Community has ended several times. First, in season 3, it completed a trilogy of excellent seasons of often genre-bending, frequently fourth-wall-breaking, occasionally tearjerking comedy on NBC. Then the network unceremoniously dumped the show’s creator and guru Dan Harmon, leaving the show’s rabid fan base with a superficial shell of a fourth season that retained the show’s stylistic inventiveness but lost nearly all of its humanity. It ended on the show’s worst episode to date, a sour end to a misguided attempt at brand extension from a network and production company that had clearly misunderstood what viewers actually wanted out of the show.
But then, miracles of miracles, the show returned again, and Dan Harmon with it. The fifth season was bumpy, especially because it had to deal with the loss of integral cast member Donald Glover and his lovable teary-eyed jock-turned-nerd Troy Barnes. But it was the show again. And then it ended, somewhat unremarkably.
Except it didn’t end, thanks to the #NewRules of television economics.
Desperate to be viewed as a legitimate player in what I’m dubbing the “scripted on streaming” movement, Yahoo revived the show for a sixth “season,” which unspooled weekly on Yahoo Screen for the past three months. Its ending debuted last Tuesday night.
It’s unclear if this ending, an episode entitled “Emotional Consequences of Broadcast Television,” is the ending, or just another in an endless string of endings straight out of an Abed Nadir aside. But I hope this is it for Community, one of my favorite shows whose creative heyday is almost certainly in the rearview.
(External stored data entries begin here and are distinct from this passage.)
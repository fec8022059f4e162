use std::collections::BTreeMap;

use reqwest::Url;

use super::NodeKind;

/// Navigation parameters of a node, kept sorted by name.
///
/// They travel through navigation URLs, so names are stable: `nt` (node
/// kind), `nid`, `offset`, `mode` and the kind-specific selectors such as
/// `type`.
#[derive(Debug, Clone, Default, PartialEq, Eq)]
pub struct Parameters(BTreeMap<String, String>);

impl Parameters {
    pub fn new() -> Self {
        Self::default()
    }

    pub fn from_pairs<K, V>(pairs: impl IntoIterator<Item = (K, V)>) -> Self
    where
        K: Into<String>,
        V: Into<String>,
    {
        Parameters(
            pairs
                .into_iter()
                .map(|(k, v)| (k.into(), v.into()))
                .collect(),
        )
    }

    /// Value of `name`; an empty value reads as absent.
    pub fn get(&self, name: &str) -> Option<&str> {
        self.0
            .get(name)
            .map(String::as_str)
            .filter(|value| !value.is_empty())
    }

    pub fn set(&mut self, name: &str, value: impl Into<String>) {
        self.0.insert(name.to_string(), value.into());
    }

    pub fn with(mut self, name: &str, value: impl Into<String>) -> Self {
        self.set(name, value);
        self
    }

    pub fn take(&mut self, name: &str) -> Option<String> {
        self.0.remove(name).filter(|value| !value.is_empty())
    }

    pub fn iter(&self) -> impl Iterator<Item = (&str, &str)> {
        self.0.iter().map(|(k, v)| (k.as_str(), v.as_str()))
    }

    pub fn is_empty(&self) -> bool {
        self.0.is_empty()
    }

    /// Copy of `parent` overlaid with these parameters.
    pub fn inherit_from(&self, parent: &Parameters) -> Parameters {
        let mut merged = parent.0.clone();
        merged.extend(self.0.iter().map(|(k, v)| (k.clone(), v.clone())));
        Parameters(merged)
    }

    /// Parses a navigation URL built by [`crate::node::Tree::make_url`] back
    /// into the node kind and its parameters (`nid` and `offset` included).
    pub fn from_url(url: &str) -> Result<(NodeKind, Parameters), String> {
        let parsed = Url::parse(url).map_err(|e| format!("invalid url '{}': {}", url, e))?;

        let mut params = Parameters::new();
        for (name, value) in parsed.query_pairs() {
            if !value.is_empty() {
                params.set(&name, value.into_owned());
            }
        }

        let kind = params
            .take("nt")
            .ok_or_else(|| format!("url '{}' carries no node kind", url))?
            .parse()?;
        Ok((kind, params))
    }
}

/// Appends `pairs` to `base` as a form-encoded query, skipping empty values.
pub fn build_url<'a>(base: &Url, pairs: impl IntoIterator<Item = (&'a str, &'a str)>) -> String {
    let mut url = base.clone();
    {
        let mut query = url.query_pairs_mut();
        query.clear();
        for (name, value) in pairs.into_iter().filter(|(_, v)| !v.is_empty()) {
            query.append_pair(name, value);
        }
    }
    url.to_string()
}
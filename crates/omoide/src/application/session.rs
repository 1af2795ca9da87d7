//! Session liveness
//!
//! A user talks to one persona at a time. Switching persona expires the old
//! session's token; background work (extraction, paced delivery) checks its
//! token before applying results so late arrivals are dropped instead of
//! written into a conversation nobody is looking at.

use std::collections::HashMap;
use std::sync::atomic::{AtomicBool, Ordering};
use std::sync::{Arc, Mutex};
use tokio::sync::watch;
use tokio::task::JoinHandle;

use crate::domain::ConversationKey;

/// Liveness token carried by background tasks
#[derive(Debug, Clone)]
pub struct SessionToken {
    key: ConversationKey,
    alive: Arc<AtomicBool>,
}

impl SessionToken {
    fn new(key: ConversationKey) -> Self {
        Self {
            key,
            alive: Arc::new(AtomicBool::new(true)),
        }
    }

    /// Token that is never registered anywhere; useful for one-off work
    pub fn detached(key: ConversationKey) -> Self {
        Self::new(key)
    }

    pub fn key(&self) -> &ConversationKey {
        &self.key
    }

    /// False once the session was replaced or closed
    pub fn is_live(&self) -> bool {
        self.alive.load(Ordering::Acquire)
    }

    fn expire(&self) {
        self.alive.store(false, Ordering::Release);
    }
}

/// Background task bound to a session. Aborted when dropped.
pub struct TrackHandle {
    handle: JoinHandle<()>,
}

impl TrackHandle {
    pub fn new(handle: JoinHandle<()>) -> Self {
        Self { handle }
    }
}

impl Drop for TrackHandle {
    fn drop(&mut self) {
        self.handle.abort();
    }
}

/// One active conversation view
pub struct Session {
    token: SessionToken,
    typing: watch::Sender<bool>,
    watcher: Mutex<Option<TrackHandle>>,
}

impl Session {
    fn new(key: ConversationKey) -> Self {
        let (typing, _) = watch::channel(false);
        Self {
            token: SessionToken::new(key),
            typing,
            watcher: Mutex::new(None),
        }
    }

    pub fn key(&self) -> &ConversationKey {
        self.token.key()
    }

    pub fn token(&self) -> SessionToken {
        self.token.clone()
    }

    pub fn is_live(&self) -> bool {
        self.token.is_live()
    }

    /// Whether the persona is currently "typing" a reply
    pub fn is_typing(&self) -> bool {
        *self.typing.borrow()
    }

    pub(crate) fn set_typing(&self, typing: bool) {
        self.typing.send_replace(typing);
    }

    /// Bind the self-narrative watcher; a previous one is aborted
    pub fn attach_watcher(&self, handle: TrackHandle) {
        if let Ok(mut slot) = self.watcher.lock() {
            *slot = Some(handle);
        }
    }

    fn close(&self) {
        self.token.expire();
        self.set_typing(false);
        if let Ok(mut slot) = self.watcher.lock() {
            slot.take();
        }
    }
}

/// Active session per user
#[derive(Default)]
pub struct SessionRegistry {
    active: Mutex<HashMap<String, Arc<Session>>>,
}

impl SessionRegistry {
    pub fn new() -> Self {
        Self::default()
    }

    /// Make `key` the user's active conversation. Any previous session of
    /// that user is closed, even when it pointed at the same persona.
    pub fn activate(&self, key: ConversationKey) -> Arc<Session> {
        let session = Arc::new(Session::new(key.clone()));
        let previous = self
            .active
            .lock()
            .ok()
            .and_then(|mut active| active.insert(key.user_id.clone(), session.clone()));

        if let Some(previous) = previous {
            tracing::info!(
                "🔀 Session switched for {}: {} -> {}",
                key.user_id,
                previous.key().persona_id,
                key.persona_id
            );
            previous.close();
        }

        session
    }

    /// The user's active session, whatever persona it points at
    pub fn current(&self, user_id: &str) -> Option<Arc<Session>> {
        self.active.lock().ok()?.get(user_id).cloned()
    }

    /// The active session only if it is for exactly this conversation
    pub fn find(&self, key: &ConversationKey) -> Option<Arc<Session>> {
        self.current(&key.user_id).filter(|s| s.key() == key)
    }

    /// Close the user's session, if any
    pub fn deactivate(&self, user_id: &str) -> bool {
        let removed = self
            .active
            .lock()
            .ok()
            .and_then(|mut active| active.remove(user_id));
        match removed {
            Some(session) => {
                session.close();
                true
            }
            None => false,
        }
    }
}
//! Text-generation port
//!
//! One completion per call, no streaming. The chat reply and both
//! extraction calls go through the same trait and differ only in the
//! instruction they put first.

use async_trait::async_trait;
use serde::{Deserialize, Serialize};

use crate::domain::errors::DomainError;
use crate::domain::{Message, Sender};

/// Who a prompt line is attributed to
#[derive(Debug, Clone, Copy, PartialEq, Eq, Serialize, Deserialize)]
#[serde(rename_all = "lowercase")]
pub enum MessageRole {
    System,
    User,
    Assistant,
}

#[derive(Debug, Clone, PartialEq, Serialize, Deserialize)]
pub struct ChatMessage {
    pub role: MessageRole,
    pub content: String,
}

impl ChatMessage {
    pub fn system(content: impl Into<String>) -> Self {
        Self {
            role: MessageRole::System,
            content: content.into(),
        }
    }

    pub fn user(content: impl Into<String>) -> Self {
        Self {
            role: MessageRole::User,
            content: content.into(),
        }
    }

    /// A stored conversation turn; the persona's own lines become
    /// assistant turns
    pub fn from_turn(message: &Message) -> Self {
        let role = match message.sender {
            Sender::User => MessageRole::User,
            Sender::Ai => MessageRole::Assistant,
        };
        Self {
            role,
            content: message.text.clone(),
        }
    }
}

/// Per-call knobs, taken from `GlobalSettings`. `None` leaves the choice to
/// the provider.
#[derive(Debug, Clone, Default, PartialEq)]
pub struct CompletionOptions {
    pub model: Option<String>,
    pub max_tokens: Option<u32>,
    pub temperature: Option<f32>,
}

#[derive(Debug, Clone)]
pub struct CompletionResponse {
    /// May be empty; callers decide what an empty reply means
    pub content: String,
    /// Model that actually answered
    pub model: String,
    pub usage: TokenUsage,
}

/// Zero when the provider does not report usage
#[derive(Debug, Clone, Copy, Default, PartialEq, Eq, Serialize, Deserialize)]
pub struct TokenUsage {
    pub prompt_tokens: u32,
    pub completion_tokens: u32,
    pub total_tokens: u32,
}

#[async_trait]
pub trait LlmProvider: Send + Sync {
    /// Complete an ordered, role-tagged message list. Any transport or
    /// provider error is a `GenerationFailure`.
    async fn complete(
        &self,
        messages: &[ChatMessage],
        options: &CompletionOptions,
    ) -> Result<CompletionResponse, DomainError>;

    /// Short label for logs
    fn provider_name(&self) -> &str;
}

#[cfg(test)]
mod tests {
    use super::*;
    use chrono::Utc;

    #[test]
    fn test_persona_turns_become_assistant_lines() {
        let said = Message::new(Sender::Ai, "I like tea.", Utc::now());
        assert_eq!(
            ChatMessage::from_turn(&said),
            ChatMessage {
                role: MessageRole::Assistant,
                content: "I like tea.".to_string(),
            }
        );

        let asked = Message::new(Sender::User, "Do you?", Utc::now());
        assert_eq!(ChatMessage::from_turn(&asked).role, MessageRole::User);
    }
}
Ironically, I’m ready to be done not because the show is now terrible, or because each new episode soils the good memories from the ones who came before. The opposite is true. Season six of Community was a return to many of the qualities that made the show appealing in the first place. The “gimmick” episodes largely emerged from stories that advanced the character’s emotional arcs — Abed’s struggle to reconcile television and reality in “Basic RV Repair and Palmistry,” Jeff contemplating his mortality in “Wedding Videography,” Britta sparring with her parents in “Advanced Safety Features,” the entire group confronting their secrets in “Basic Email Security.” The new hires — Paget Brewster as the uptight administrator Frankie, Keith David as the aloof computer programmer Elroy — quickly distinguished themselves from the previous occupants of their study room chairs. Gillian Jacobs and Alison Brie, whose character arcs turned to mush under the fourth-season regime, took full advantage of Britta and Annie’s returns to fleshed-out personalities and distinctive quirks. For all of the meta talk of diminishing returns, this season’s returns rarely diminished.
And yet, the time has come. Any more extensions and the show threatens to lose nearly all of the original cast members and much of the thrill of discovery. This season wasn’t great in new ways. Instead, it harkened back to Community at its best, and storylines rested on viewers’ prior associations with the characters. If the absurdist extended tags at the end of each season six episode are any indication, the engine of reckless creativity that made the show a stunner at the outset hasn’t sputtered out. But it will, as all engines do.
I initially hesitated to jump back into Community, fearing that it would feel even more like a blatant syndication grab or a scattered shadow of its former self. But I quickly burned through the season’s thirteen episodes and found myself brushing away at a tear at the end of the finale. The show’s decision to send Abed and Annie away from the study group, to let Jeff and Annie share one moment of pseudo-sexuality, to end on a note of ambiguity, is yet another reminder that sometimes TV shows are better off ending even when they’re not yet out of gas.
Maybe another season of Community would be great. (At the very least, a movie would fulfill a five-season running gag and online meme.) And I had many of the same thoughts about the show’s future three seasons ago. But this time, I’ve counted the number of reasons Community should stay, and they don’t outnumber the reasons it should go. Six seasons of a show this strange and format-busting is nothing to sneeze at. Even Abed wouldn’t balk at a pop culture accomplishment of that…magnitude.